La 35e édition de la Biennale de São Paulo, intitulée « Coreografias do Impossível » (« Chorégraphies de l’impossible »), a ouvert le 6 septembre et se prolonge jusqu’au 10 décembre 2023. Principale biennale d’art en Amérique du Sud, elle a été fondée en 1951 par l’industriel brésilien Ciccillo Matarazzo, alors que le Brésil connaissait une brève période d’intense développement économique et culturel. Elle faisait suite à la fondation en 1947 du Museu de Arte de São Paulo Assis Chateaubriand (Masp), premier musée d’art moderne du pays.
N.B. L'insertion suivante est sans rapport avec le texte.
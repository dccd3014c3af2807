//! Error types for cluster access.

use mapicheck_model::ResourceKind;
use thiserror::Error;

/// Errors returned by a [`ClusterAccess`](crate::ClusterAccess) implementation.
#[derive(Debug, Error)]
pub enum ClusterError {
    /// The requested resource does not exist.
    #[error("{kind} {name:?} not found")]
    NotFound { kind: ResourceKind, name: String },

    /// The API server rejected the request.
    #[error("API error ({status} {reason}): {message}")]
    Api {
        status: u16,
        reason: String,
        message: String,
    },

    /// The request never got a response.
    #[error("network error: {0}")]
    Transport(#[from] reqwest::Error),

    /// The client could not be built from its settings.
    #[error("invalid client configuration: {0}")]
    Config(String),

    /// The response body did not have the expected shape.
    #[error("failed to decode {kind}: {message}")]
    Decode { kind: ResourceKind, message: String },
}

impl ClusterError {
    pub fn not_found(kind: ResourceKind, name: impl Into<String>) -> Self {
        Self::NotFound {
            kind,
            name: name.into(),
        }
    }

    /// A 503 from the API server, the usual shape of a brief outage.
    pub fn unavailable(message: impl Into<String>) -> Self {
        Self::Api {
            status: 503,
            reason: "ServiceUnavailable".to_string(),
            message: message.into(),
        }
    }

    /// Returns true if the resource does not exist.
    pub fn is_not_found(&self) -> bool {
        matches!(self, Self::NotFound { .. })
    }

    /// Returns true if a write lost an optimistic-concurrency race.
    pub fn is_conflict(&self) -> bool {
        matches!(self, Self::Api { status: 409, .. })
    }

    /// Returns true if retrying the same request may succeed.
    pub fn is_transient(&self) -> bool {
        match self {
            Self::Transport(_) => true,
            Self::Api { status, .. } => *status == 429 || *status >= 500,
            Self::NotFound { .. } | Self::Config(_) | Self::Decode { .. } => false,
        }
    }
}
//! Wire models for records returned by the Kardex REST backend.
//!
//! Responsibilities:
//! - Define the flat [`PatientRecord`] the hydrator writes into a form
//! - Locate the patient object inside fetch-by-id responses via a configurable [`PatientPath`]
//! - Flatten the two list envelopes (bare array or `{ "results": [...] }`)
//!
//! Notes:
//! - Backend payloads carry more keys than modelled here; unknown keys are ignored
//! - Every patient scalar is optional so that an absent key (leave the control alone)
//!   is distinguishable from an empty string (clear it)

use crate::{KardexError, KardexResult};
use serde::{Deserialize, Serialize};
use serde_json::Value;
use std::str::FromStr;

/// A scalar the backend sends either as a number or as a string (catalog foreign keys,
/// record numbers).
#[derive(Clone, Debug, PartialEq, Eq, Deserialize, Serialize)]
#[serde(untagged)]
pub enum WireValue {
    Number(i64),
    Text(String),
}

impl std::fmt::Display for WireValue {
    fn fmt(&self, f: &mut std::fmt::Formatter<'_>) -> std::fmt::Result {
        match self {
            WireValue::Number(n) => write!(f, "{n}"),
            WireValue::Text(s) => f.write_str(s),
        }
    }
}

/// Flat patient record as serialised by the backend.
#[derive(Clone, Debug, Default, PartialEq, Eq, Deserialize, Serialize)]
pub struct PatientRecord {
    #[serde(default)]
    pub id: Option<i64>,
    #[serde(default)]
    pub rut: Option<String>,
    #[serde(default)]
    pub codigo: Option<String>,
    #[serde(default)]
    pub nombre: Option<String>,
    #[serde(default)]
    pub apellido_paterno: Option<String>,
    #[serde(default)]
    pub apellido_materno: Option<String>,
    #[serde(default)]
    pub rut_madre: Option<String>,
    #[serde(default)]
    pub fecha_nacimiento: Option<String>,
    #[serde(default)]
    pub sexo: Option<String>,
    #[serde(default)]
    pub estado_civil: Option<String>,
    #[serde(default)]
    pub nombres_padre: Option<String>,
    #[serde(default)]
    pub nombres_madre: Option<String>,
    #[serde(default)]
    pub nombre_pareja: Option<String>,
    #[serde(default)]
    pub direccion: Option<String>,
    #[serde(default)]
    pub numero_telefono1: Option<String>,
    #[serde(default)]
    pub numero_telefono2: Option<String>,
    #[serde(default)]
    pub pasaporte: Option<String>,
    #[serde(default)]
    pub nie: Option<String>,
    #[serde(default)]
    pub rut_responsable_temporal: Option<String>,
    #[serde(default)]
    pub usar_rut_madre_como_responsable: Option<bool>,
    #[serde(default)]
    pub recien_nacido: Option<bool>,
    #[serde(default)]
    pub extranjero: Option<bool>,
    #[serde(default)]
    pub fallecido: Option<bool>,
    #[serde(default)]
    pub fecha_fallecimiento: Option<String>,
    #[serde(default)]
    pub ocupacion: Option<String>,
    #[serde(default)]
    pub representante_legal: Option<String>,
    #[serde(default)]
    pub nombre_social: Option<String>,
    #[serde(default)]
    pub comuna: Option<WireValue>,
    #[serde(default)]
    pub prevision: Option<WireValue>,
    #[serde(default)]
    pub usuario: Option<WireValue>,
}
Chaque édition ultérieure de la biennale a été marquée par les transformations sociales et politiques complexes du Brésil. L’édition 2023 a ouvert ses portes alors que le secteur culturel brésilien connaît une renaissance après le retour du président Luiz Inácio Lula da Silva – et se remet des effets de la pandémie et de la politique de Jair Bolsonaro.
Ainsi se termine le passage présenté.